Copyright 1999 Library Journal, LLC Used with permission.



Booklist

September 1, 1999
At a time when mentoring, as Edelman notes, has become professionalized, she looks back on unofficial and informal mentors, what she calls "natural daily mentors," in her life. The list includes the famous and the obscure, the wealthy and the poor, black and white, male and female, even children. She recounts her childhood in the small town of Bennettville, South Carolina, and her years at Spelman College where Dr. Benjamin E. Mays, Howard Zinn, and Charles Merrill Jr. were her mentors. Edelman includes excerpts from a diary she kept while a student traveling in Europe and experiencing freedom from the social constraints of both Spelman and the South's Jim Crow laws. She recounts her initial reluctance to return home, where a "changing South, the civil rights movement, and Dr. King were poised to give a powerful outlet to my longings," and struggling to choose a career, eventually deciding on the law and attending Yale Law School. Edelman went on to join the civil rights struggle in Mississippi in the 1960s and to gain mentors in Martin Luther King Jr., Malcolm X, and Fannie Lou Hamer.

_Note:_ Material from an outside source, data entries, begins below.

//! CLI entry point for streak-daq
//!
//! # Usage
//!
//! Print the settings of every component:
//! ```bash
//! streak-daq --config config/streak_daq.toml info
//! ```
//!
//! Take ten software-triggered frames:
//! ```bash
//! streak-daq acquire --frames 10 --triggered
//! ```

use anyhow::{anyhow, Context, Result};
use clap::{Parser, Subcommand};
use daq_driver_hamamatsu::StreakCamera;
use std::path::PathBuf;
use std::time::Duration;
use streak_daq::config::{StreakDaqConfig, DEFAULT_CONFIG_PATH};
use streak_daq::{logging, session};
use tracing::{error, info};

#[derive(Parser)]
#[command(name = "streak-daq")]
#[command(about = "Hamamatsu streak camera acquisition over RemoteEx", long_about = None)]
struct Cli {
    /// Configuration file
    #[arg(long, default_value = DEFAULT_CONFIG_PATH)]
    config: PathBuf,

    #[command(subcommand)]
    command: Commands,
}

#[derive(Subcommand)]
enum Commands {
    /// Connect and print the current device settings
    Info,

    /// Acquire a number of frames and print a summary of each
    Acquire {
        /// Number of frames to collect
        #[arg(long, default_value = "1")]
        frames: usize,

        /// Fire the software trigger once per frame instead of free-running
        #[arg(long)]
        triggered: bool,

        /// Seconds to wait for each frame
        #[arg(long, default_value = "10")]
        frame_timeout: f64,
    },
}

#[tokio::main]
async fn main() -> Result<()> {
    let cli = Cli::parse();

    let config = StreakDaqConfig::load_from(&cli.config)
        .with_context(|| format!("Failed to load {}", cli.config.display()))?;
    config.validate().map_err(|e| anyhow!(e))?;
    logging::init_from_config(&config).map_err(|e| anyhow!(e))?;
    daq_driver_hamamatsu::link();

    info!(
        "{} connecting to {}:{}",
        config.application.name, config.camera.host, config.camera.port
    );
    let system = StreakCamera::connect(&config.camera).await?;

    let outcome = run(&system, cli.command).await;
    if let Err(e) = system.shutdown().await {
        error!("Shutdown failed: {}", e);
    }
    outcome
}

async fn run(system: &StreakCamera, command: Commands) -> Result<()> {
    match command {
        Commands::Info => {
            session::print_info(system);
            Ok(())
        }
        Commands::Acquire {
            frames,
            triggered,
            frame_timeout,
        } => {
            let frame_timeout = Duration::try_from_secs_f64(frame_timeout)
                .map_err(|_| anyhow!("Invalid frame timeout {}", frame_timeout))?;
            for summary in session::acquire(system, frames, triggered, frame_timeout).await? {
                println!("{summary}");
            }
            Ok(())
        }
    }
}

Her involvement in the civil rights movement evolved into an avid interest in antipoverty and children's rights, leading to her creation of the Children's Defense Fund. She met her husband, Peter Edelman, then legislative aide to Robert Kennedy, when she was seeking publicity for the appalling poverty of the rural South. Throughout this absorbing memoir, Edelman's voice resounds with spirituality, a reliance on her faith, and a belief in equality. ((Reviewed September 1, 1999))(Reprinted with permission of Booklist, copyright 1999, American Library Association.)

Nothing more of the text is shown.